Acupuncture and Pain
There were a number of clinical indications under Pain that were examined in this review, as indicated in this bubble plot:
The bubble plot shows an estimate of the evidence base for pain-related indications judging from systematic reviews and recent large RCTs. The plot depicts the estimated size of the literature (y-axis, number of RCTs included in largest review), the estimated effect (x-axis), and the confidence in the estimate (bubble size).
Acupuncture and Mental Health
There were a number of clinical indications under Mental Health that were examined in this review, as indicated in the bubble plot:
The bubble plot shows an estimate of the evidence base for mental health-related indications judging from systematic reviews and recent large trials. The plot depicts the estimated size of the literature (y-axis, number of RCTs included in the largest review), estimated effect (x-axis), and the confidence of the estimate (bubble size).
Acupuncture and Wellness
There were a number of clinical indications under Wellness that were examined in this review, as indicated in the bubble plot:
The bubble plot shows an estimate of the evidence base for wellness-related indications judging from systematic reviews and recent large trials. The plot shows the estimated size of the literature (y-axis, number of RCTs in largest review), estimated effect (x-axis), and confidence of the estimate (bubble size).
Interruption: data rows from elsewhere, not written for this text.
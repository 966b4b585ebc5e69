//! Read-only listings printed by the CLI.

use std::fmt::Write as _;

use super::error::CommandError;
use crate::reference::{parse_reference, RepoRef};
use crate::remote::{headline, short_sha, CurrentClient};
use crate::snapshot::{CommitSummary, IssueSummary, ListState, PullRequestSummary};

fn resolve(reference: &str) -> Result<RepoRef, CommandError> {
    parse_reference(reference).ok_or_else(|| CommandError::InvalidReference(reference.to_string()))
}

fn day(timestamp: &str) -> &str {
    timestamp.get(..10).unwrap_or(timestamp)
}

pub async fn list_issues(
    client: &CurrentClient,
    reference: &str,
    state: ListState,
) -> Result<Vec<IssueSummary>, CommandError> {
    let repo = resolve(reference)?;
    Ok(client.current().fetch_issues(&repo, state).await?)
}

pub async fn list_pull_requests(
    client: &CurrentClient,
    reference: &str,
    state: ListState,
) -> Result<Vec<PullRequestSummary>, CommandError> {
    let repo = resolve(reference)?;
    Ok(client.current().fetch_pull_requests(&repo, state).await?)
}

pub async fn pull_request_diff(
    client: &CurrentClient,
    reference: &str,
    number: u64,
) -> Result<String, CommandError> {
    let repo = resolve(reference)?;
    Ok(client
        .current()
        .fetch_pull_request_diff(&repo, number)
        .await?)
}

pub async fn list_commits(
    client: &CurrentClient,
    reference: &str,
    branch: Option<&str>,
) -> Result<Vec<CommitSummary>, CommandError> {
    let repo = resolve(reference)?;
    Ok(client.current().fetch_commits(&repo, branch).await?)
}

// Writing to a String cannot fail, so the write results below are ignored.

#[must_use]
pub fn format_issues(issues: &[IssueSummary]) -> String {
    if issues.is_empty() {
        return "No issues.\n".to_string();
    }
    let mut out = String::new();
    for issue in issues {
        let _ignored = write!(
            out,
            "#{:<5} {} [{}] by {} on {}, {} comments",
            issue.number,
            headline(&issue.title),
            issue.state,
            issue.author,
            day(&issue.created_at),
            issue.comments
        );
        if !issue.labels.is_empty() {
            let _ignored = write!(out, " ({})", issue.labels.join(", "));
        }
        out.push('\n');
    }
    out
}

#[must_use]
pub fn format_pull_requests(pulls: &[PullRequestSummary]) -> String {
    if pulls.is_empty() {
        return "No pull requests.\n".to_string();
    }
    let mut out = String::new();
    for pr in pulls {
        let draft = if pr.draft { " draft" } else { "" };
        let _ignored = writeln!(
            out,
            "#{:<5} {} [{}{draft}] {} -> {} by {} on {}",
            pr.number,
            headline(&pr.title),
            pr.state,
            pr.head_branch,
            pr.base_branch,
            pr.author,
            day(&pr.created_at)
        );
    }
    out
}

#[must_use]
pub fn format_commits(commits: &[CommitSummary]) -> String {
    if commits.is_empty() {
        return "No commits.\n".to_string();
    }
    let mut out = String::new();
    for commit in commits {
        let _ignored = writeln!(
            out,
            "{} {} ({}, {})",
            short_sha(&commit.sha),
            headline(&commit.message),
            commit.author,
            day(&commit.date)
        );
    }
    out
}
Although chronic pain was classified as one of the conditions for which acupuncture has evidence of a positive effect and high confidence, this conclusion is limited by the lack of consistent evidence of positive effect in the individual pain categories that must make up any "chronic pain" population.
The effect of acupuncture on chronic fatigue syndrome and its role in the treatment of addiction, in particular opiate addiction, remained unclear. Systematic reviews should be conducted to differentiate effects on relapse rates and effects on drug withdrawal symptoms.
The therapeutic effectiveness of acupuncture is unclear and further research is needed regarding a substantial number of specific clinical indications related to wellness. For some of the clinical indications, the evidence base appeared to be unclear due to the lack of research studies. However, the evidence base for physical symptoms of cancer treatment-associated adverse events was unclear despite a large number of research studies. Future systematic reviews and/or future individual studies may determine whether acupuncture has a role in these clinical indications, and for which clinical outcome.
There were a number of clinical indications (i.e., brain injury, spinal cord injury, Alzheimer's disease) with only one or two reviews published in recent years. A couple of systematic reviews on broad topics, such as sham acupuncture compared to true acupuncture, exist but could not be considered in this review of systematic reviews due to an insufficient number of relevant systematic reviews.
This report is a product of VA/HSR&D's Quality Enhancement Research Initiative's (QUERI) Evidence-Based Synthesis Program (ESP), which was established to provide timely and accurate synthesis of targeted healthcare topics of particular importance to VA managers and policymakers — and to disseminate these reports throughout VA.
Hempel S, Taylor SL, Solloway M, Miake-Lye IM, Beroes JM, Shanman R, Booth MJ, Siroka AM, and Shekelle PG. Evidence Map of Acupuncture. VA-ESP Project #05-226; 2013.
View the full report.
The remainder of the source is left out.